> [What the task asks]:
How many lines below contain the word "when"? Give only the number.

Data provided START

//! Continuous day clock
//!
//! Rotates the sun around its local X axis once per in-game day and counts
//! days. Each new day shows a "Day: N" popup for a few seconds.

use core::mem;

use embassy_time::{Duration, Instant};
use heapless::Vec;

use crate::logging::trace;
use crate::math::{Quat, Vec3, progress};
use crate::popup::{DayLabel, Popup, PopupChange};
use crate::transition::InvalidDuration;

/// Maximum number of events reported by a single tick
pub const MAX_CLOCK_EVENTS: usize = 4;

pub type ClockEvents = Vec<ClockEvent, MAX_CLOCK_EVENTS>;

/// Configuration for the day clock
#[derive(Debug, Clone)]
pub struct DayClockConfig {
    /// Length of one full day
    pub day_length: Duration,
    /// How long the day caption stays visible
    pub popup: Duration,
    /// Day number shown when the clock starts
    pub first_day: u32,
    /// Sun orientation at the start of each day
    pub sunrise: Quat,
}

impl Default for DayClockConfig {
    fn default() -> Self {
        Self {
            day_length: Duration::from_secs(10 * 60),
            popup: Duration::from_secs(3),
            first_day: 1,
            sunrise: Quat::IDENTITY,
        }
    }
}

#[derive(Debug, Clone, Copy, PartialEq, Eq)]
pub enum ClockEvent {
    Started(u32),
    NewDay(u32),
    PopupHidden(u32),
}

/// Output of a single clock tick
#[derive(Debug, Clone)]
pub struct DayClockFrame {
    pub day: u32,
    /// Fraction of the current day that has passed (0.0-1.0)
    pub time_of_day: f32,
    pub sun_rotation: Quat,
    pub popup: Option<DayLabel>,
    pub events: ClockEvents,
}

/// Day counter with a rotating sun
#[derive(Debug, Clone)]
pub struct DayClock {
    config: DayClockConfig,
    active: bool,
    day: u32,
    /// Time elapsed within the current day
    time_in_day: Duration,
    last_tick: Instant,
    popup: Popup,
    pending: ClockEvents,
}

impl DayClock {
    /// Create an inactive clock
    pub fn new(config: DayClockConfig) -> Result<Self, InvalidDuration> {
        if config.day_length.as_ticks() == 0 {
            return Err(InvalidDuration);
        }

        Ok(Self {
            active: false,
            day: config.first_day,
            time_in_day: Duration::from_ticks(0),
            last_tick: Instant::from_ticks(0),
            popup: Popup::new(config.popup),
            pending: ClockEvents::new(),
            config,
        })
    }

    pub const fn is_active(&self) -> bool {
        self.active
    }

    pub const fn day(&self) -> u32 {
        self.day
    }

    /// Fraction of the current day that has passed (0.0-1.0)
    pub fn time_of_day(&self) -> f32 {
        progress(self.time_in_day, self.config.day_length)
    }

    /// Sun orientation for the current time of day
    pub fn sun_rotation(&self) -> Quat {
        let angle = 360.0 * self.time_of_day();
        self.config.sunrise * Quat::from_axis_angle(Vec3::RIGHT, angle)
    }

    /// Start the clock at `now`
    ///
    /// Returns false if the clock is already running.
    pub fn start(&mut self, now: Instant) -> bool {
        if self.active {
            trace!("[DayClock.start] already active on day {}", self.day);
            return false;
        }

        self.active = true;
        self.last_tick = now;
        self.show_popup(now);
        self.emit(ClockEvent::Started(self.day));
        trace!("[DayClock.start] day {} cycle is now active", self.day);
        true
    }

    /// Advance the clock to `now`
    pub fn tick(&mut self, now: Instant) -> DayClockFrame {
        if self.active {
            self.advance_time(now);
        }

        if let Some(PopupChange::Hidden(label)) = self.popup.tick(now) {
            trace!("[DayClock.tick] popup '{}' hidden", label);
            self.emit(ClockEvent::PopupHidden(self.day_of(label)));
        }

        DayClockFrame {
            day: self.day,
            time_of_day: self.time_of_day(),
            sun_rotation: self.sun_rotation(),
            popup: self.popup.visible(),
            events: mem::take(&mut self.pending),
        }
    }

    #[allow(clippy::cast_possible_truncation)]
    fn advance_time(&mut self, now: Instant) {
        if now > self.last_tick {
            self.time_in_day += now.duration_since(self.last_tick);
            self.last_tick = now;
        }

        let day_ticks = self.config.day_length.as_ticks();
        let elapsed_ticks = self.time_in_day.as_ticks();
        if elapsed_ticks < day_ticks {
            return;
        }

        let days_passed = (elapsed_ticks / day_ticks).min(u64::from(u32::MAX)) as u32;
        self.time_in_day = Duration::from_ticks(elapsed_ticks % day_ticks);
        self.day = self.day.saturating_add(days_passed);
        self.show_popup(now);
        trace!("[DayClock.tick] day {} has begun", self.day);
        self.emit(ClockEvent::NewDay(self.day));
    }

    /// Show the caption for the current day, replacing a visible one
    fn show_popup(&mut self, now: Instant) {
        let change = self.popup.show(now, DayLabel::Counter(self.day));
        if matches!(change, PopupChange::Replaced(_)) {
            trace!("[DayClock] day {} caption replaced a visible one", self.day);
        }
    }

    fn day_of(&self, label: DayLabel) -> u32 {
        match label {
            DayLabel::Day(day) | DayLabel::Counter(day) => day,
            DayLabel::PressStart => self.day,
        }
    }

    fn emit(&mut self, event: ClockEvent) {
        if self.pending.push(event).is_err() {
            trace!("[DayClock] event queue full, dropped {:?}", event);
        }
    }
}
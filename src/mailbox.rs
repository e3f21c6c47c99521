//! Bounded mailbox for `no_std` environments.
//!
//! Producers post messages from UI code or interrupts; the frame loop
//! collects them once per frame. Access is serialized with
//! `critical-section`, storage is a fixed-size `heapless::Deque`.

use core::cell::RefCell;

use critical_section::Mutex;
use heapless::Deque;

/// Error returned when posting to a full mailbox; carries the message back.
#[derive(Debug, Clone, Copy, PartialEq, Eq)]
pub struct MailboxFull<T>(pub T);

/// A bounded, interrupt-safe message queue.
pub struct Mailbox<T, const SIZE: usize> {
    queue: Mutex<RefCell<Deque<T, SIZE>>>,
}

impl<T, const SIZE: usize> Mailbox<T, SIZE> {
    pub const fn new() -> Self {
        Self {
            queue: Mutex::new(RefCell::new(Deque::new())),
        }
    }

    /// Handle for producers
    pub const fn poster(&self) -> Poster<'_, T, SIZE> {
        Poster { mailbox: self }
    }

    /// Handle for the consumer
    pub const fn collector(&self) -> Collector<'_, T, SIZE> {
        Collector { mailbox: self }
    }

    /// Queue a message, handing it back if the mailbox is full
    pub fn post(&self, message: T) -> Result<(), MailboxFull<T>> {
        critical_section::with(|cs| {
            self.queue
                .borrow(cs)
                .borrow_mut()
                .push_back(message)
                .map_err(MailboxFull)
        })
    }

    /// Take the oldest message
    pub fn collect(&self) -> Option<T> {
        critical_section::with(|cs| self.queue.borrow(cs).borrow_mut().pop_front())
    }

    pub fn len(&self) -> usize {
        critical_section::with(|cs| self.queue.borrow(cs).borrow().len())
    }

    pub fn is_empty(&self) -> bool {
        self.len() == 0
    }
}

impl<T, const SIZE: usize> Default for Mailbox<T, SIZE> {
    fn default() -> Self {
        Self::new()
    }
}

/// Producer handle for a [`Mailbox`].
pub struct Poster<'a, T, const SIZE: usize> {
    mailbox: &'a Mailbox<T, SIZE>,
}

impl<T, const SIZE: usize> Clone for Poster<'_, T, SIZE> {
    fn clone(&self) -> Self {
        *self
    }
}

impl<T, const SIZE: usize> Copy for Poster<'_, T, SIZE> {}

impl<T, const SIZE: usize> Poster<'_, T, SIZE> {
    pub fn post(&self, message: T) -> Result<(), MailboxFull<T>> {
        self.mailbox.post(message)
    }
}

/// Consumer handle for a [`Mailbox`].
pub struct Collector<'a, T, const SIZE: usize> {
    mailbox: &'a Mailbox<T, SIZE>,
}

impl<T, const SIZE: usize> Clone for Collector<'_, T, SIZE> {
    fn clone(&self) -> Self {
        *self
    }
}

impl<T, const SIZE: usize> Copy for Collector<'_, T, SIZE> {}

impl<'a, T, const SIZE: usize> Collector<'a, T, SIZE> {
    pub fn collect(&self) -> Option<T> {
        self.mailbox.collect()
    }

    /// Iterate over pending messages, oldest first
    pub fn drain(&self) -> impl Iterator<Item = T> + 'a {
        let mailbox = self.mailbox;
        core::iter::from_fn(move || mailbox.collect())
    }
}
//! Feature-gated diagnostics
//!
//! `esp32-log` prints through `esp-println`, `log` forwards to the `log`
//! facade. With neither feature enabled the macro expands to nothing.

macro_rules! trace {
    ($($arg:tt)*) => {{
        #[cfg(feature = "esp32-log")]
        esp_println::println!($($arg)*);
        #[cfg(feature = "log")]
        log::debug!($($arg)*);
    }};
}

pub(crate) use trace;
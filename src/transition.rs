//! Timed transitions between two states
//!
//! A [`TransitionSpec`] samples the interpolated state for a given elapsed
//! time. It keeps no counters: the caller owns the elapsed time and may
//! sample the same point any number of times.

use core::fmt;

use embassy_time::Duration;

use crate::logging::trace;
use crate::math::{lerp, progress, smoothstep};

/// Values that can be blended between two endpoints
pub trait Interpolate: Clone {
    /// Blend towards `end` by `t` (0.0 = `self`, 1.0 = `end`)
    #[must_use]
    fn interpolate(&self, end: &Self, t: f32) -> Self;
}

impl Interpolate for f32 {
    fn interpolate(&self, end: &Self, t: f32) -> Self {
        lerp(*self, *end, t)
    }
}

/// Shaping curve applied to linear progress
#[derive(Debug, Clone, Copy, PartialEq, Eq, Default)]
pub enum Easing {
    #[default]
    Linear,
    SmoothStep,
}

impl Easing {
    /// Map linear progress to eased progress
    pub fn apply(self, t: f32) -> f32 {
        match self {
            Easing::Linear => t,
            Easing::SmoothStep => smoothstep(t),
        }
    }
}

/// Error returned when a transition is given a zero duration
#[derive(Debug, Clone, Copy, PartialEq, Eq)]
pub struct InvalidDuration;

impl fmt::Display for InvalidDuration {
    fn fmt(&self, f: &mut fmt::Formatter<'_>) -> fmt::Result {
        f.write_str("transition duration must be greater than zero")
    }
}

impl core::error::Error for InvalidDuration {}

/// A state sampled from a transition
#[derive(Debug, Clone, PartialEq)]
pub struct Sample<S> {
    pub state: S,
    /// Set once the transition reached its end state
    pub done: bool,
}

/// Immutable description of a transition from `start` to `end`
#[derive(Debug, Clone, PartialEq)]
pub struct TransitionSpec<S> {
    start: S,
    end: S,
    duration: Duration,
    easing: Easing,
}

impl<S: Interpolate> TransitionSpec<S> {
    /// Create a linear transition
    ///
    /// Fails with [`InvalidDuration`] when `duration` is zero.
    pub fn new(start: S, end: S, duration: Duration) -> Result<Self, InvalidDuration> {
        if duration.as_ticks() == 0 {
            trace!("[TransitionSpec.new] rejected zero duration");
            return Err(InvalidDuration);
        }

        Ok(Self {
            start,
            end,
            duration,
            easing: Easing::Linear,
        })
    }

    /// Use a different easing curve
    #[must_use]
    pub fn with_easing(mut self, easing: Easing) -> Self {
        self.easing = easing;
        self
    }

    pub const fn start(&self) -> &S {
        &self.start
    }

    pub const fn end(&self) -> &S {
        &self.end
    }

    pub const fn duration(&self) -> Duration {
        self.duration
    }

    pub const fn easing(&self) -> Easing {
        self.easing
    }

    /// Linear progress `clamp(elapsed / duration, 0, 1)`
    pub fn progress(&self, elapsed: Duration) -> f32 {
        progress(elapsed, self.duration)
    }

    /// Check if the transition has reached its end at `elapsed`
    pub fn is_done(&self, elapsed: Duration) -> bool {
        elapsed >= self.duration
    }

    /// Sample the transition at `elapsed` time since it began
    ///
    /// Endpoints are returned as exact copies: `start` at zero elapsed time
    /// and `end` from `duration` on.
    pub fn advance(&self, elapsed: Duration) -> Sample<S> {
        if self.is_done(elapsed) {
            return Sample {
                state: self.end.clone(),
                done: true,
            };
        }
        if elapsed.as_ticks() == 0 {
            return Sample {
                state: self.start.clone(),
                done: false,
            };
        }

        let t = self.easing.apply(self.progress(elapsed));
        Sample {
            state: self.start.interpolate(&self.end, t),
            done: false,
        }
    }
}
mod tests {
    use embassy_time::{Duration, Instant};
    use daylight_composer::frame_scheduler::DEFAULT_FRAME_DURATION;
    use daylight_composer::mailbox::MailboxFull;
    use daylight_composer::{
        ClockEvent, CommandMailbox, CycleEvent, CyclePhase, DayLabel, FrameScheduler, Scene,
        SceneCommand, SceneConfig, SceneFrame, SceneOutput,
    };

    #[derive(Default)]
    struct RecordingOutput {
        frames: usize,
        last_phase: Option<CyclePhase>,
    }

    impl SceneOutput for RecordingOutput {
        fn apply(&mut self, frame: &SceneFrame) {
            self.frames += 1;
            self.last_phase = Some(frame.cycle.phase);
        }
    }

    #[test]
    fn test_mailbox_full() {
        let mailbox: CommandMailbox<2> = CommandMailbox::new();
        let poster = mailbox.poster();
        assert!(poster.post(SceneCommand::StartDayClock).is_ok());
        assert!(poster.post(SceneCommand::StartDayClock).is_ok());
        assert_eq!(
            poster.post(SceneCommand::StartDayNightCycle),
            Err(MailboxFull(SceneCommand::StartDayNightCycle))
        );
        assert_eq!(mailbox.len(), 2);

        let collector = mailbox.collector();
        assert_eq!(collector.drain().count(), 2);
        assert!(mailbox.is_empty());
    }

    #[test]
    fn test_commands_applied_on_render() {
        let mailbox: CommandMailbox<4> = CommandMailbox::new();
        let mut scene = Scene::new(mailbox.collector(), &SceneConfig::default()).unwrap();

        let frame = scene.render(Instant::from_secs(0));
        assert_eq!(frame.cycle.phase, CyclePhase::Idle);

        let poster = mailbox.poster();
        poster.post(SceneCommand::StartDayNightCycle).unwrap();
        poster.post(SceneCommand::StartDayClock).unwrap();

        let frame = scene.render(Instant::from_secs(1));
        assert_eq!(frame.cycle.phase, CyclePhase::Dawn);
        assert_eq!(frame.cycle.events.as_slice(), &[CycleEvent::DayStarted(1)]);
        assert_eq!(frame.clock.events.as_slice(), &[ClockEvent::Started(1)]);
        assert!(mailbox.is_empty());

        poster.post(SceneCommand::CancelDayNightCycle).unwrap();
        let frame = scene.render(Instant::from_secs(2));
        assert_eq!(frame.cycle.phase, CyclePhase::Idle);
        assert!(scene.clock().is_active());
    }

    #[test]
    fn test_repeated_starts_in_one_frame() {
        let mailbox: CommandMailbox<8> = CommandMailbox::new();
        let mut scene = Scene::new(mailbox.collector(), &SceneConfig::default()).unwrap();

        let poster = mailbox.poster();
        for _ in 0..6 {
            poster.post(SceneCommand::StartDayNightCycle).unwrap();
        }

        let frame = scene.render(Instant::from_secs(1));
        assert_eq!(frame.cycle.phase, CyclePhase::Dawn);
        assert_eq!(frame.cycle.label, DayLabel::Day(6));
        assert_eq!(
            frame.cycle.events.as_slice(),
            &[CycleEvent::Restarted, CycleEvent::DayStarted(6)]
        );
        assert_eq!(scene.cycle().day_count(), 6);
    }

    #[test]
    fn test_scheduler_paces_frames() {
        let mailbox: CommandMailbox<4> = CommandMailbox::new();
        let scene = Scene::new(mailbox.collector(), &SceneConfig::default()).unwrap();
        let mut scheduler = FrameScheduler::new(scene, RecordingOutput::default());

        let start = Instant::from_secs(1);
        let result = scheduler.tick(start);
        assert_eq!(result.next_deadline, start + DEFAULT_FRAME_DURATION);
        assert_eq!(result.sleep_duration, DEFAULT_FRAME_DURATION);

        let late = start + DEFAULT_FRAME_DURATION + Duration::from_millis(4);
        let result = scheduler.tick(late);
        assert_eq!(
            result.next_deadline,
            start + DEFAULT_FRAME_DURATION + DEFAULT_FRAME_DURATION
        );
        assert_eq!(
            result.sleep_duration,
            DEFAULT_FRAME_DURATION - Duration::from_millis(4)
        );

        assert_eq!(scheduler.output().frames, 2);
        assert_eq!(scheduler.output().last_phase, Some(CyclePhase::Idle));
    }

    #[test]
    fn test_scheduler_resets_after_stall() {
        let mailbox: CommandMailbox<4> = CommandMailbox::new();
        let scene = Scene::new(mailbox.collector(), &SceneConfig::default()).unwrap();
        let mut scheduler = FrameScheduler::new(scene, RecordingOutput::default());

        let _ = scheduler.tick(Instant::from_secs(0));
        let stalled = Instant::from_secs(5);
        let result = scheduler.tick(stalled);
        assert_eq!(result.next_deadline, stalled + DEFAULT_FRAME_DURATION);
        assert_eq!(result.sleep_duration, DEFAULT_FRAME_DURATION);
    }
}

Data provided END

> [Response box]:
4